In Wirklichkeit gleichen sich der irakische und der amerikanische Diskurs: Der eine wie der andere entwickeln eine Propaganda, welche einen unausweichlichen Sieg versprechen. Allein der gleichwertige Umgang mit „arabischen“ und „feindlichen“ Standpunkten auf al-Dschasira aber ist an sich schon ein Skandal für das Regime von Saddam.

Die letzten Informationen über die Situation in der Hauptstadt werden von Tayssir Allouni gegeben, den Korrespondenten von al-Dschasira, dessen sofortige Ausweisung der irakische Informationsminister verlangt hatte. Um gegen diesen Akt der Zensur zu protestieren, hatte der Sender mehr als zwei Tage lang seine Berichterstattung aus dem Irak unterbrochen. Ihres Zugangs zum Publikum von al-Dschasira beraubt, haben die irakischen Autoritäten am Ende nachgegeben.

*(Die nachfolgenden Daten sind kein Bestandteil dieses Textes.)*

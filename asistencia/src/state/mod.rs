pub mod attendance;
pub mod drill_down;
pub mod load;
pub mod stats;
use serde::{Deserialize, Serialize};

#[derive(Serialize, Deserialize, Clone, Debug, PartialEq)]
pub struct SessionDto {
    pub id: String,
    #[serde(rename = "grupoId", default)]
    pub group_id: String,
    /// Date and time exactly as the API sends it.
    #[serde(rename = "fecha")]
    pub date: String,
}
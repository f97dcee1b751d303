pub mod attendance_sheet;
pub mod group_card;
pub mod loader;
pub mod modal;
pub mod sessions_dialog;
pub mod snackbar;
pub mod stat_card;
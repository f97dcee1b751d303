pub mod callback;
pub mod groups;
pub mod login;
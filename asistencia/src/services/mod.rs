pub mod client;
pub mod credentials;
pub mod error;

use crate::services::client::ApiClient;
use crate::services::credentials::BrowserSession;

/// Client used by the running application.
pub type Api = ApiClient<BrowserSession>;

Der Sender aus Katar erklärt nicht, was genau passiert ist, noch wie al-Sahhaf seine Entscheidung rückgängig gemacht hat. Er nimmt lediglich sein Programm wieder auf, als wäre nichts gewesen. Man wusste ja bereits, dass die Zeiten, in denen jedes arabische Regime seine Öffentlichkeit über den Umweg seines eigenen kleinen, nationalen Fernsehens kontrollieren konnte, vorbei sind.

Die Kraftprobe zwischen al-Dschasira und den irakischen Machthabern hat lediglich bewiesen, in Echtzeit und ohne Kommentar, das selbst das blutigste Regime der arabischen Welt es sich nicht erlauben kann, sich der Informationsfreiheit zu widersetzen.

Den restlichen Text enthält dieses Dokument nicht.